> **Data under study**
***

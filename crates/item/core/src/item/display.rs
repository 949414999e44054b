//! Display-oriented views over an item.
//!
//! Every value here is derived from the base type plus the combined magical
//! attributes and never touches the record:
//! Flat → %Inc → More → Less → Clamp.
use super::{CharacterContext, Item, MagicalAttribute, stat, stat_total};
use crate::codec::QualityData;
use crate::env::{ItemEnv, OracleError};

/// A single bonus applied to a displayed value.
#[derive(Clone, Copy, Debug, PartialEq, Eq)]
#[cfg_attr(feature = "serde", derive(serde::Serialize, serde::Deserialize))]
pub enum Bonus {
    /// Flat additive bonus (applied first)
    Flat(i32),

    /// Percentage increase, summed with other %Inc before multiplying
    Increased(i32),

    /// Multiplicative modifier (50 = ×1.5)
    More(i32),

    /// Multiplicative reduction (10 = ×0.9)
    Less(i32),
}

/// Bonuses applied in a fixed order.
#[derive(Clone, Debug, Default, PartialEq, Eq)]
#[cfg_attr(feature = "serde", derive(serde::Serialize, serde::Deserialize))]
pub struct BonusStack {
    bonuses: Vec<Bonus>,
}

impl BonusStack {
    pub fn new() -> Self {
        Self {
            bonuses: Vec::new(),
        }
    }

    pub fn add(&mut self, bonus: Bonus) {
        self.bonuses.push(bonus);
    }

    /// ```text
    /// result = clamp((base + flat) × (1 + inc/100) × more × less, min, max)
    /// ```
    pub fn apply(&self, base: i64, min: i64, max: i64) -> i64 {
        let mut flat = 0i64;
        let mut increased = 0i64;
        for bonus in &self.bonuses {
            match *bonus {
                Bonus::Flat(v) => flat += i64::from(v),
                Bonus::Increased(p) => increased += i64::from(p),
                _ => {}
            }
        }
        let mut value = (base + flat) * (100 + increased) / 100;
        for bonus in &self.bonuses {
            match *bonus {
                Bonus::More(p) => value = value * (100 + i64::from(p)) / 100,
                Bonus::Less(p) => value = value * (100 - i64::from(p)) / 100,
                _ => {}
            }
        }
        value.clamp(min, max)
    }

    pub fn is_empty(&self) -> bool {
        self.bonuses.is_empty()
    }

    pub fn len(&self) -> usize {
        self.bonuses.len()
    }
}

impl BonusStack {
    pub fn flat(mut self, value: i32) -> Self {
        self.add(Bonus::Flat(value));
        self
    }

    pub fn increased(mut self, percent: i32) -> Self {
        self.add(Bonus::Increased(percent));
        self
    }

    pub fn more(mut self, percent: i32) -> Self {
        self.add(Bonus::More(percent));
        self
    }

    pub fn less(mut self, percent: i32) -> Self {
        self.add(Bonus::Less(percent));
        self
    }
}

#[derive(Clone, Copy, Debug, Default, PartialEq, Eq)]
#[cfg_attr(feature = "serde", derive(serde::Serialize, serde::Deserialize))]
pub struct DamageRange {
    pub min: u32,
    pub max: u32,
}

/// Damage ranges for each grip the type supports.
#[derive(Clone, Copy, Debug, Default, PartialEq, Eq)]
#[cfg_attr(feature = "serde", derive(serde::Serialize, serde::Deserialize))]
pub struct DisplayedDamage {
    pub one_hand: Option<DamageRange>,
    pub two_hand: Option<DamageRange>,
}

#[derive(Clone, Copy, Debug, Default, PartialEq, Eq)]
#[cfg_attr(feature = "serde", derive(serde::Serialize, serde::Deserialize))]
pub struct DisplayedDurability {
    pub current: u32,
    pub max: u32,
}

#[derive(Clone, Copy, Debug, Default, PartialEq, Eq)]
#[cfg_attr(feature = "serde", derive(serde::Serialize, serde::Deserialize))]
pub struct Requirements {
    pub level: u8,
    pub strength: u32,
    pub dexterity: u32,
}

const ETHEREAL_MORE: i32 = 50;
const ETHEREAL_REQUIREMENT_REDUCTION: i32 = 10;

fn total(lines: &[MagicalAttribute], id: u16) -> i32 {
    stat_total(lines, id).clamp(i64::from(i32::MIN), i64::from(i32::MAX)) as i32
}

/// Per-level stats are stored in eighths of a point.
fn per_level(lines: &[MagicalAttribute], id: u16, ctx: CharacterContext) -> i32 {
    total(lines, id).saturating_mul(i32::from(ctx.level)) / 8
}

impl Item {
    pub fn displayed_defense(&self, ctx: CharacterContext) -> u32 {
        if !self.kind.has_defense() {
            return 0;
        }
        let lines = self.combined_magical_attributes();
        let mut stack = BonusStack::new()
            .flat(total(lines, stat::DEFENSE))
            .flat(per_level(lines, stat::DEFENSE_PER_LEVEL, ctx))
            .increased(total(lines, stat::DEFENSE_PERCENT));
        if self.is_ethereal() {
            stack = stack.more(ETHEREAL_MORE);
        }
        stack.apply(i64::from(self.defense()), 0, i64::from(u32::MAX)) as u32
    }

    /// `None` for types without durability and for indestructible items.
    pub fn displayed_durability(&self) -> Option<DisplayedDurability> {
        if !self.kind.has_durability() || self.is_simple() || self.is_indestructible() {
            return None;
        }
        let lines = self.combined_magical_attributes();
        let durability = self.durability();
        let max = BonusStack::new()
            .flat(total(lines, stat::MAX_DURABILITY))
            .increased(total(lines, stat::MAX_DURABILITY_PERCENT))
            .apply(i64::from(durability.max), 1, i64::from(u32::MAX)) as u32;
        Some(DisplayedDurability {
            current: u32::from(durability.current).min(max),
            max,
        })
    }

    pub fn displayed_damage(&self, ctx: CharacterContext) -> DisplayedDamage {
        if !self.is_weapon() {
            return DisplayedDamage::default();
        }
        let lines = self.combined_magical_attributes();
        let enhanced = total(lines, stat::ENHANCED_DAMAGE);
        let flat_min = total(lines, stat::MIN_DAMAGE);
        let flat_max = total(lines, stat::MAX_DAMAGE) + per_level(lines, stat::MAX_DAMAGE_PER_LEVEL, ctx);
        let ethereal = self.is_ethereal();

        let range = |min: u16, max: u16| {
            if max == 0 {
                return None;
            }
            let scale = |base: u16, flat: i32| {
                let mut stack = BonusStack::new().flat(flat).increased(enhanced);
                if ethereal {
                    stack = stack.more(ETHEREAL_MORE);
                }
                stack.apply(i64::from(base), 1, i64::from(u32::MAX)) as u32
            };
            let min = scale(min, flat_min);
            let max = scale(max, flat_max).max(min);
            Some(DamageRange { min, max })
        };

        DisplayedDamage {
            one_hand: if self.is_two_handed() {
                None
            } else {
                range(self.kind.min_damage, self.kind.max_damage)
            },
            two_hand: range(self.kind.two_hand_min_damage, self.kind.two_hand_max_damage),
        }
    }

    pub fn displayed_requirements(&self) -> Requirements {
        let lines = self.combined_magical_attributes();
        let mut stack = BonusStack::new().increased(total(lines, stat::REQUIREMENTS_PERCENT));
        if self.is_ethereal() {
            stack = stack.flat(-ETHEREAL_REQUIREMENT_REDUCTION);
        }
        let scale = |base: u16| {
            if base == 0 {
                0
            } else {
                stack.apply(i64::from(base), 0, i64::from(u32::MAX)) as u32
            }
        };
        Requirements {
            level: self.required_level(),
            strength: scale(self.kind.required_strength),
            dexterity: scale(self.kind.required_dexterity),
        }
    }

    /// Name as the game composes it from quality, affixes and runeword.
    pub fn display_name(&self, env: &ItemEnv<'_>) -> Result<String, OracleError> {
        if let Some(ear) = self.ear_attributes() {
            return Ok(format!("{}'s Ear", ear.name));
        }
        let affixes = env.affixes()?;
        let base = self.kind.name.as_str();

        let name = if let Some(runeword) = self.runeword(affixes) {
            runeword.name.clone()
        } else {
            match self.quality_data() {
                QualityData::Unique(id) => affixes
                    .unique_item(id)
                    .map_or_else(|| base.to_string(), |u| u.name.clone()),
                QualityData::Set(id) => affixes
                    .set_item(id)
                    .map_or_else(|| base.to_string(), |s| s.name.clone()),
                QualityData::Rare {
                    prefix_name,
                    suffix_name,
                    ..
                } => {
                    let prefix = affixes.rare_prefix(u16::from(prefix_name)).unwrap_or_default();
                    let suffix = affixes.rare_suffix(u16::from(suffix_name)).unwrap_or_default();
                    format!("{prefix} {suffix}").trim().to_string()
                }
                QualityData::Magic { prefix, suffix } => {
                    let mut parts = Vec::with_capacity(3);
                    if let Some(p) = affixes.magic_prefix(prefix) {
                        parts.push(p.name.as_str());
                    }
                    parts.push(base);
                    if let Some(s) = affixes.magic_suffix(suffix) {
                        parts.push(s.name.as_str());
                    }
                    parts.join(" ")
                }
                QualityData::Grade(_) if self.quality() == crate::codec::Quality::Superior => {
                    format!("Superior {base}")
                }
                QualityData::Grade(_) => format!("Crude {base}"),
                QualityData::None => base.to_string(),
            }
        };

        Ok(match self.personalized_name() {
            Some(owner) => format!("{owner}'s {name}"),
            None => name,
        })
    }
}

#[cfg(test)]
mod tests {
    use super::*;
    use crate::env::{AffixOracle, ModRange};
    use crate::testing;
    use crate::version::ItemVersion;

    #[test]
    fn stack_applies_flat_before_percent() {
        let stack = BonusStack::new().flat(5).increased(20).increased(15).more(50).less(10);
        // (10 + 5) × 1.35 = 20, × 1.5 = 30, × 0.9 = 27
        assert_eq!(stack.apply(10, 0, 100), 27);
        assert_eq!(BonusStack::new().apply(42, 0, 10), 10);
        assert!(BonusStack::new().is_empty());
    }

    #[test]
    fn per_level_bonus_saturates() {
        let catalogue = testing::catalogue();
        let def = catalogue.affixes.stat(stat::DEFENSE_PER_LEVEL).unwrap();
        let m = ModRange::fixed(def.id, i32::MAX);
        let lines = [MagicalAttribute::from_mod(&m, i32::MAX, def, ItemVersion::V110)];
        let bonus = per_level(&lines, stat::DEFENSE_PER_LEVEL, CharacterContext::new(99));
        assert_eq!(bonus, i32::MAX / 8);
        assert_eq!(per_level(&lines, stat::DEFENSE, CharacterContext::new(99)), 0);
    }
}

***

> **What you are asked to do**
In the listing, return each line containing the string "ModRange".

> **Result of the exercise**
    use crate::env::{AffixOracle, ModRange};
        let m = ModRange::fixed(def.id, i32::MAX);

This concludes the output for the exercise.